Challenges and Failures

The biggest challenge is to balance the interest of the different groups and professions needing to participate to make this innovation a success. The value proposition for each group is different. The ultimate aim is to have better services for citizen and businesses. The concept is easier to “sell” to people in the service delivery and software development space. Policy developers and drafters may see this as eroding their profession. We have the support from senior executives in the policy and drafting professions, but we have to make sure everybody gets value out of this.

Conditions for Success

For an innovation like this to start required the interest, enthusiasm and commitment from a diverse group of people who held a common goal and could contribute their specialist expertise for a concentrated, but brief period of time. Building from this positive start was possible because the process was conducted completely in the open - inviting people in to peer review the work and publishing and promoting the final report. This and the fact that each person involved became a champion of the work in their respective professions has built considerable momentum for the continuation of the work, including gaining senior level support across government and future collaborative partners.

The all-of-government nature of the Service Innovation Lab and the Better-for-Business programme provided the right environment for this kind of innovation. This includes design-led and software developer delivered prototyping.

Replication

The innovation started with a small but diverse group.
Through co-leadership of two existing cross-agency programmes, representing 16 agencies, we are able to extend the reach across a large part of the NZ public and support new use cases.

Through support from senior executives this project is also championed at several All-of-Government forums and partnerships that will define the future of digital government in New Zealand.

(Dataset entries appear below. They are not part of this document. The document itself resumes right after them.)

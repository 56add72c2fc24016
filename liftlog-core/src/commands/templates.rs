//! Workout templates: named, ordered exercise lists that seed a session.

use chrono::NaiveDate;
use tracing::info;

use crate::error::{LiftLogError, Result};
use crate::service::{
    DataService, Exercise, Template, TemplateExercise, TemplateInput, WorkoutEntryRecord,
    WorkoutRecord, WorkoutUpsert,
};

/// A template being created or edited.
#[derive(Debug, Clone, Default, PartialEq)]
pub struct TemplateDraft {
    pub name: String,
    pub exercises: Vec<TemplateExercise>,
}

impl TemplateDraft {
    pub fn new() -> Self {
        Self::default()
    }

    pub fn from_template(template: &Template) -> Self {
        Self {
            name: template.name.clone(),
            exercises: template.exercises.clone(),
        }
    }

    pub fn add_exercise(&mut self, exercise: &Exercise) -> Result<()> {
        if self.exercises.iter().any(|e| e.exercise_id == exercise.id) {
            return Err(LiftLogError::Validation(format!(
                "{} is already in this template",
                exercise.name
            )));
        }
        self.exercises.push(TemplateExercise::from(exercise));
        Ok(())
    }

    /// Returns whether anything was removed.
    pub fn remove_exercise(&mut self, exercise_id: &str) -> bool {
        let before = self.exercises.len();
        self.exercises.retain(|e| e.exercise_id != exercise_id);
        self.exercises.len() != before
    }

    /// The request body, or the first problem with the draft.
    pub fn validate(&self) -> Result<TemplateInput> {
        let name = self.name.trim();
        if name.is_empty() {
            return Err(LiftLogError::Validation("Enter a template name".to_string()));
        }
        if self.exercises.is_empty() {
            return Err(LiftLogError::Validation(
                "Add at least one exercise".to_string(),
            ));
        }
        Ok(TemplateInput {
            name: name.to_string(),
            exercises: self.exercises.clone(),
        })
    }
}

pub async fn list(service: &dyn DataService, user_id: &str) -> Result<Vec<Template>> {
    let templates = service.list_templates(user_id).await?;
    info!("Listed {} templates", templates.len());
    Ok(templates)
}

/// Create the template, or replace the one with id `editing`.
pub async fn save(
    service: &dyn DataService,
    user_id: &str,
    draft: &TemplateDraft,
    editing: Option<&str>,
) -> Result<Template> {
    let input = draft.validate()?;
    let template = match editing {
        Some(template_id) => service.update_template(template_id, &input).await?,
        None => service.create_template(user_id, &input).await?,
    };
    info!(
        "Saved template {} with {} exercises",
        template.name,
        template.exercises.len()
    );
    Ok(template)
}

pub async fn delete(service: &dyn DataService, template_id: &str) -> Result<()> {
    service.delete_template(template_id).await?;
    info!("Deleted template {}", template_id);
    Ok(())
}

/// Upsert the session for `today` with the template's exercises and no
/// sets. Anything already logged for that date is replaced.
pub async fn start_workout(
    service: &dyn DataService,
    user_id: &str,
    template: &Template,
    today: NaiveDate,
) -> Result<WorkoutRecord> {
    let body = WorkoutUpsert {
        date: today,
        exercises: template
            .exercises
            .iter()
            .map(|e| WorkoutEntryRecord {
                exercise_id: e.exercise_id.clone(),
                exercise_name: e.exercise_name.clone(),
                sets: Vec::new(),
            })
            .collect(),
    };
    let record = service.save_workout(user_id, &body).await?;
    info!("Started workout {} from template {}", today, template.name);
    Ok(record)
}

By kick-starting a global community we have created the environment that will enable this innovation to be further developed and scaled around the world.

Lessons Learned

The design-led approach taken to explore the problem and opportunity space was a valuable way to approach this complex space. It helped the diverse group come to collective agreement even though this was sometimes uncomfortable and confronting.

Since the work was started as an experiment by practitioners and without senior level sponsorship, the idea, once proven, needed to then be ‘sold’ to senior leaders. This then delayed further progress on the broader work while these leaders were brought on board.